Early Anti-Ship Guided Bombs

Discussion in 'Aviation' started by Monkeyfume, Nov 17, 2014.

  1. Monkeyfume

    Monkeyfume New Member

    Nov 6, 2014
    Likes Received:
    Trophy Points:
    London, UK
    Could a Fritz X or AVON be fitted to most any bomber than was large enough to fit one?
    What modifications were required, and were they complex or rather simple?
  2. Koopernic

    Koopernic Active Member

    Dec 27, 2013
    Likes Received:
    Trophy Points:
    #2 Koopernic, Nov 18, 2014
    Last edited: Nov 18, 2014
    AZON stood for AZimuth ONly, the weapon could only be steered left or right.(cross range) it could not be steered forward backward (down range). I presume this limitation is because the fin area is too small. Because of the small wing the AZON could fit in the bomb bay of the B-24 Liberator. It had been intended to release a stick of AZON's and steer them by sending the same commands to all, however AZON, unlike ordinary bombs, didn't rotate and so the bombs actually dispersed more. The AZON was steered by CLOS command line of sight, a special bombsight was used that allowed the bombardier to look backwards since the bombs trailed the aircraft, another reason for not controlling for downrange. The system was used over the Reich but was more successful in the far east against Bridges and Roads. In some cases a P-38 with a bomb aimer in the nose was used to control the bomb, the P-38 flew higher and behind the B-24 and thus did not have alignment problems and was also harder to intercept and shoot at.

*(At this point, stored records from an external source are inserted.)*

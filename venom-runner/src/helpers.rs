// Copyright (c) The venom-explorer Contributors
// SPDX-License-Identifier: MIT OR Apache-2.0

//! General support code for venom-runner.

use camino::{Utf8Component, Utf8Path};
use std::{fmt, time::Duration};
use url::Url;

/// Utilities for pluralizing various words based on count.
pub mod plural {
    /// Returns "file" if `count` is 1, otherwise "files".
    pub fn files_str(count: usize) -> &'static str {
        if count == 1 { "file" } else { "files" }
    }

    /// Returns "error" if `count` is 1, otherwise "errors".
    pub fn errors_str(count: usize) -> &'static str {
        if count == 1 { "error" } else { "errors" }
    }

    /// Returns "testcase" if `count` is 1, otherwise "testcases".
    pub fn testcases_str(count: usize) -> &'static str {
        if count == 1 { "testcase" } else { "testcases" }
    }
}

#[derive(Debug)]
pub(crate) struct FormattedDuration(pub(crate) Duration);

impl fmt::Display for FormattedDuration {
    fn fmt(&self, f: &mut fmt::Formatter<'_>) -> fmt::Result {
        let duration = self.0.as_secs_f64();
        if duration > 60.0 {
            write!(f, "{}m {:.2}s", duration as u32 / 60, duration % 60.0)
        } else {
            write!(f, "{duration:.2}s")
        }
    }
}

/// Returns the `file://` URI for `path`.
///
/// Relative paths can't be expressed as file URIs, so they are prefixed as-is.
pub(crate) fn file_uri(path: &Utf8Path) -> String {
    match Url::from_file_path(path.as_std_path()) {
        Ok(url) => url.into(),
        Err(()) => format!("file://{path}"),
    }
}

/// Returns true if `path` lies inside `dir`.
///
/// `path` made relative to `dir` must be non-empty, must not start with a parent-directory
/// traversal and must not be absolute (which happens on Windows across drives).
pub(crate) fn is_inside_dir(path: &Utf8Path, dir: &Utf8Path) -> bool {
    let Some(relative) = pathdiff::diff_utf8_paths(path, dir) else {
        return false;
    };
    if relative.as_str().is_empty() || relative.is_absolute() {
        return false;
    }
    !matches!(
        relative.components().next(),
        Some(Utf8Component::ParentDir | Utf8Component::Prefix(_) | Utf8Component::RootDir)
    )
}

/// Returns the number of path components `prefix` shares with `path`, if `path` starts with it.
pub(crate) fn prefix_depth(path: &Utf8Path, prefix: &Utf8Path) -> Option<usize> {
    path.starts_with(prefix).then(|| prefix.components().count())
}
// Copyright (c) The venom-explorer Contributors
// SPDX-License-Identifier: MIT OR Apache-2.0

//! Parsing of venom failure diagnostics.
//!
//! Venom reports assertion failures as prose with a location suffix, for example:
//!
//! ```text
//! Testcase "get users", step #0-0: Assertion "result.statuscode ShouldEqual 200" failed. expected: 200  got: 404 (users.venom.yml:12)
//! ```
//!
//! [`parse_failure_message`] extracts the expected and actual values when they're present, and
//! the line number from the suffix. Input that doesn't match either shape is still valid: it
//! simply carries less structure.

use crate::ansi::strip_ansi;
use regex::Regex;
use std::sync::LazyLock;

static EXPECTED_GOT_RE: LazyLock<Regex> = LazyLock::new(|| {
    Regex::new(r"expected:\s+(?P<expected>.*?)\s+got:\s+(?P<actual>.*?)\s+\(.*:(?P<line>[0-9]+)\)$")
        .expect("expected/got regex is valid")
});

static LOCATION_RE: LazyLock<Regex> =
    LazyLock::new(|| Regex::new(r"\s+\(.*:(?P<line>[0-9]+)\)$").expect("location regex is valid"));

/// A failure diagnostic, parsed by [`parse_failure_message`].
#[derive(Clone, Debug, Default, PartialEq, Eq)]
pub struct ParsedFailure {
    /// The diagnostic with escape sequences removed and surrounding whitespace trimmed.
    pub raw: String,

    /// The expected value, if the diagnostic had an `expected: ... got: ...` shape.
    pub expected: Option<String>,

    /// The actual value, if the diagnostic had an `expected: ... got: ...` shape.
    pub actual: Option<String>,

    /// The 1-based line the diagnostic points to. It may be outside the file.
    pub line: Option<usize>,
}

impl ParsedFailure {
    /// Returns the `(expected, actual)` pair if both were extracted and are non-empty.
    pub fn diff(&self) -> Option<(&str, &str)> {
        match (self.expected.as_deref(), self.actual.as_deref()) {
            (Some(expected), Some(actual)) if !expected.is_empty() && !actual.is_empty() => {
                Some((expected, actual))
            }
            _ => None,
        }
    }

    /// Returns the line to attach a location to. Line 0 carries no location.
    pub fn location_line(&self) -> Option<usize> {
        self.line.filter(|&line| line > 0)
    }
}

/// Parses a single venom failure diagnostic. Never fails.
pub fn parse_failure_message(message: &str) -> ParsedFailure {
    let raw = strip_ansi(message).trim().to_owned();

    if let Some(captures) = EXPECTED_GOT_RE.captures(&raw) {
        let expected = captures["expected"].to_owned();
        let actual = captures["actual"].to_owned();
        let line = parse_line(&captures["line"]);
        return ParsedFailure {
            raw,
            expected: Some(expected),
            actual: Some(actual),
            line,
        };
    }

    if let Some(captures) = LOCATION_RE.captures(&raw) {
        let line = parse_line(&captures["line"]);
        return ParsedFailure {
            raw,
            line,
            ..Default::default()
        };
    }

    ParsedFailure {
        raw,
        ..Default::default()
    }
}

fn parse_line(digits: &str) -> Option<usize> {
    // The digits always match, but may not fit.
    digits.parse().ok()
}
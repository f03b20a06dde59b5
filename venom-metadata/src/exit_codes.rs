// Copyright (c) The venom-explorer Contributors
// SPDX-License-Identifier: MIT OR Apache-2.0

/// Documented exit codes for `venom-explorer` failures.
///
/// `venom-explorer` runs may fail for a variety of reasons. This structure documents the exit
/// codes that may occur in case of expected failures.
///
/// Unknown/unexpected failures will always result in exit code 1.
pub enum VenomExplorerExitCode {}

impl VenomExplorerExitCode {
    /// No errors occurred and venom-explorer exited normally.
    pub const OK: i32 = 0;

    /// No test suite files were selected to run, but no other errors occurred.
    pub const NO_TESTS_RUN: i32 = 4;

    /// One or more test suite files failed or errored.
    pub const TEST_RUN_FAILED: i32 = 100;

    /// The venom binary could not be found, or its version was rejected.
    pub const VENOM_UNAVAILABLE: i32 = 97;

    /// A user issue happened while setting up a venom-explorer invocation.
    pub const SETUP_ERROR: i32 = 96;

    /// The input given to `venom-explorer convert` was not valid JSON.
    pub const INVALID_JSON_INPUT: i32 = 94;

    /// The run was cancelled by a signal before every selected file ran.
    pub const RUN_CANCELLED: i32 = 130;

    /// Writing data to stdout or stderr produced an error.
    pub const WRITE_OUTPUT_ERROR: i32 = 110;
}
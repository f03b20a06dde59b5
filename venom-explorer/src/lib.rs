// Copyright (c) The venom-explorer Contributors
// SPDX-License-Identifier: MIT OR Apache-2.0

//! Discover, run and inspect [venom](https://github.com/ovh/venom) test suites.
//!
//! This crate is the `venom-explorer` command-line front end. The logic lives in
//! [`venom_runner`].

#![warn(missing_docs)]

mod dispatch;
mod errors;
mod notify;
mod output;

#[doc(hidden)]
pub use dispatch::*;
#[doc(hidden)]
pub use errors::*;
#[doc(hidden)]
pub use output::{CapturedOutput, OutputContext, OutputWriter, StderrStyles};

    The Fritz-X was a standard PC1400kg semi armour piercing bomb with 4 fins welded to it and a tail kit added. The bomb could be steered in all dimensions. Typically bomb release was conducted at high speed from about 22000-24000ft using the Lofte 7 computing bomb sight as per normal. The bomber then pulled out flaps and throttled back to both slow down and conducted a climb of about 2500-3000ft before resuming level flight. This aligned the bomb flare with the bomb aimer and target while the manoeuvre also threw of the enemies AAA predictors and anti aircraft. Quite energetic manoeuvres against rapidly evading high speed war ships were possible.

    The large fins made intermal carriage impossible but even a 1400kg semi armour piercing bomb is both streamlined and small.

    Load outs AFAIK remember
    1 Dornier Do 217 total of 2 though it was more usual to carry only 1 on the left wing and a 900L (200 imp gallon) drop tank under the right. Special Do 217 were used with larger wings.
    2 He 177 up to three
    3 Arado 234C one under the fuselage.

    The Fritz-X normally used a AM modulated guidance systems called Kehl-Strassbourg. If jamming was detected and effective there were antenna kits in stock (at least fort the Hs 293 rocket bomb) to radically change frequency but they were not needed as jamming was never detected. There was also a spooled wire controlled system, also an FM modulated system built as an alternative eg should jamming develop but not produced as it was not needed and a trailing wires system using a insulated 0.22mm steel piano wire spooling out from the inside of hollow bobbins.
    There was a mcrwave control system as well Kogge-Bigge that used directional antenna.

    Autonomous guidance was also being developed: a infrared system to home onto heat sources such as blast furnaces, "Raddischien"(Raddish) to home on to metric radars navigation beacons such as Loran or Oboe around 5m to 50cm, even an optical contrast TV homer by the "Fernseh" company. Blaupunkt had developed MAX_P to home on to the radars of allied night fighters and ground mapping radars for use in SAM missiles such as HS140 or Wasserfall. I don't see why it would have been used against an allied war ship.

    The Hs 293 series of glide bombs would had a TV guidance system called Tonne-Seedorf, more or less improved by the end of the war with sufficient resolution and contrast for use in European lighting conditions. Quartz Crystals were used to control the raster timming with synchronisation signals sarsly embed in the transmission to reduce the chance of jamming.
  3. davebender

    davebender Well-Known Member

    Jan 18, 2009
    Likes Received:
    Trophy Points:
    Michigan, USA
    Kehl control equipment plus Lotfernrohr 7 bomb sight were required for German MCLOS guided weapons. Luftwaffe also had purpose built simulator for training of weapon operators. An optional field kit allowed weapon conversion from radio guidance to wire guidance (i.e. secure from enemy jamming).